I just love this stuff. Now to analyze our special cubic, what do p and q stand

for in the picture. Well, q is just the y-intercept.

And p is the slope of the curve at the inflection point. So p is the slope of

this green line. Of course, changing q just shifts the cubic up or down. What if

you vary p? Well here’s an animation of how the shape of the curve changes. So

what we’ve got here is that for negative p we’ve got this rollercoaster

shaped curve and for positive p it’s kind of stretched out like that, all

right? So, again, going into the negative – rollercoaster.
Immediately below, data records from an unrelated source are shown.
//! Labor aggregation per worker and per site.
//!
//! Entries are normalized to man-days with [`WorkEntry::man_days`] and then
//! summed for a single [`PayrollMonth`]. Output is ordered by id so that
//! responses are stable between calls.

use std::collections::{BTreeMap, BTreeSet};

use chrono::NaiveDate;
use serde::{Deserialize, Serialize};

use super::labor_unit::calculate_worker_count;
use crate::models::{PayrollMonth, WorkEntry};

/// Man-day sums are reported to this many decimal places.
pub const MAN_DAY_PRECISION: i32 = 4;

/// Labor totals for one worker in one month.
#[derive(Debug, Clone, PartialEq, Serialize, Deserialize)]
#[serde(rename_all = "camelCase")]
pub struct WorkerLaborSummary {
    /// The worker.
    pub worker_id: String,
    /// Total man-days across all sites.
    pub total_man_days: f64,
    /// Distinct dates with at least one entry.
    pub days_worked: u32,
    /// Man-days per site.
    pub sites: BTreeMap<String, f64>,
}

/// Labor on one site on one day.
#[derive(Debug, Clone, PartialEq, Serialize, Deserialize)]
#[serde(rename_all = "camelCase")]
pub struct SiteDayLabor {
    /// The day.
    pub date: NaiveDate,
    /// Total man-days booked that day.
    pub man_days: f64,
    /// Head count implied by the man-day total.
    pub worker_count: u32,
}

/// Labor totals for one site in one month.
#[derive(Debug, Clone, PartialEq, Serialize, Deserialize)]
#[serde(rename_all = "camelCase")]
pub struct SiteLaborSummary {
    /// The site.
    pub site_id: String,
    /// Total man-days for the month.
    pub total_man_days: f64,
    /// Distinct workers with entries on the site.
    pub distinct_workers: u32,
    /// Per-day breakdown, oldest first.
    pub days: Vec<SiteDayLabor>,
}

/// Rounds a man-day sum to [`MAN_DAY_PRECISION`] places.
///
/// Floating-point sums such as `0.1 + 0.7` land just off the true value; this
/// keeps them from tipping [`calculate_worker_count`] over a whole number.
pub fn round_man_days(value: f64) -> f64 {
    let scale = 10f64.powi(MAN_DAY_PRECISION);
    (value * scale).round() / scale
}

/// Returns the entries dated within `month`.
pub fn filter_month(entries: &[WorkEntry], month: PayrollMonth) -> Vec<&WorkEntry> {
    entries
        .iter()
        .filter(|entry| month.contains_date(entry.date))
        .collect()
}

/// Sums man-days per worker for a month.
///
/// # Example
///
/// ```
/// use site_payroll::calculation::aggregate_by_worker;
/// use site_payroll::models::{PayrollMonth, WorkEntry};
/// use chrono::NaiveDate;
///
/// let entries = vec![
///     WorkEntry {
///         worker_id: "w-001".to_string(),
///         site_id: "site-a".to_string(),
///         date: NaiveDate::from_ymd_opt(2026, 1, 13).unwrap(),
///         labor: 8.0,
///         note: None,
///     },
///     WorkEntry {
///         worker_id: "w-001".to_string(),
///         site_id: "site-b".to_string(),
///         date: NaiveDate::from_ymd_opt(2026, 1, 14).unwrap(),
///         labor: 0.5,
///         note: None,
///     },
/// ];
///
/// let summaries = aggregate_by_worker(&entries, PayrollMonth::new(2026, 1).unwrap());
/// assert_eq!(summaries.len(), 1);
/// assert_eq!(summaries[0].total_man_days, 1.5);
/// assert_eq!(summaries[0].days_worked, 2);
/// ```
pub fn aggregate_by_worker(entries: &[WorkEntry], month: PayrollMonth) -> Vec<WorkerLaborSummary> {
    struct Acc {
        total: f64,
        dates: BTreeSet<NaiveDate>,
        sites: BTreeMap<String, f64>,
    }

    let mut by_worker: BTreeMap<&str, Acc> = BTreeMap::new();

    for entry in filter_month(entries, month) {
        let man_days = entry.man_days();
        let acc = by_worker.entry(&entry.worker_id).or_insert_with(|| Acc {
            total: 0.0,
            dates: BTreeSet::new(),
            sites: BTreeMap::new(),
        });
        acc.total += man_days;
        acc.dates.insert(entry.date);
        *acc.sites.entry(entry.site_id.clone()).or_insert(0.0) += man_days;
    }

    by_worker
        .into_iter()
        .map(|(worker_id, acc)| WorkerLaborSummary {
            worker_id: worker_id.to_string(),
            total_man_days: round_man_days(acc.total),
            days_worked: acc.dates.len() as u32,
            sites: acc
                .sites
                .into_iter()
                .map(|(site, man_days)| (site, round_man_days(man_days)))
                .collect(),
        })
        .collect()
}

/// Sums man-days per site and per day for a month, deriving daily head counts.
pub fn aggregate_by_site(entries: &[WorkEntry], month: PayrollMonth) -> Vec<SiteLaborSummary> {
    struct Acc<'a> {
        workers: BTreeSet<&'a str>,
        days: BTreeMap<NaiveDate, f64>,
    }

    let mut by_site: BTreeMap<&str, Acc<'_>> = BTreeMap::new();

    for entry in filter_month(entries, month) {
        let acc = by_site.entry(&entry.site_id).or_insert_with(|| Acc {
            workers: BTreeSet::new(),
            days: BTreeMap::new(),
        });
        acc.workers.insert(&entry.worker_id);
        *acc.days.entry(entry.date).or_insert(0.0) += entry.man_days();
    }

    by_site
        .into_iter()
        .map(|(site_id, acc)| {
            let days: Vec<SiteDayLabor> = acc
                .days
                .into_iter()
                .map(|(date, man_days)| {
                    let man_days = round_man_days(man_days);
                    SiteDayLabor {
                        date,
                        man_days,
                        worker_count: calculate_worker_count(man_days),
                    }
                })
                .collect();
            let total: f64 = days.iter().map(|d| d.man_days).sum();
            SiteLaborSummary {
                site_id: site_id.to_string(),
                total_man_days: round_man_days(total),
                distinct_workers: acc.workers.len() as u32,
                days,
            }
        })
        .collect()
}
In a little while it will be important to know how many solutions our equation

has. Again, for non negative p the graph is stretched out like this and there can

only be one solution. But for negative p we get a rollercoaster graph like this

and 1, 2 or 3 solutions are possible. To figure out how many

solutions we get for negative p, we need to determine the difference in height

between the inflection point and the two extrema. Okay, because of the half-turn

symmetry, the two green height differences will be equal. Now, how many

solutions will we have? Okay, you got it? Well, if the yellow segment is longer

than the green, as pictured here, then there will be just one solution. It’s

also straightforward to check algebraically when this happens. How? Well

the extrema of the cubic occur when the derivative is zero. And the derivative of

the cubic is a quadratic and so we just have to solve a quadratic equation to

pinpoint the coordinates of the extrema. Again, piece of cake, right? And with the

coordinates of the extrema and the turning point, it is then also

easy to translate the yellow-green inequality into algebra. I leave that

as an exercise for you to complete in the comments. In the end the algebraic

counterpart to our yellow-green inequality pans out like this. Okay, in

exactly the same way the cubic having two solutions corresponds to equality

here and three solutions correspond to the reverse inequality. And so the sign

of the expression (q/2)^2+(p/3)^3 tells us how many

solutions our equation has. And this does not only work for negative p

roller-coaster cubics that we’ve been considering so far but for all cubics.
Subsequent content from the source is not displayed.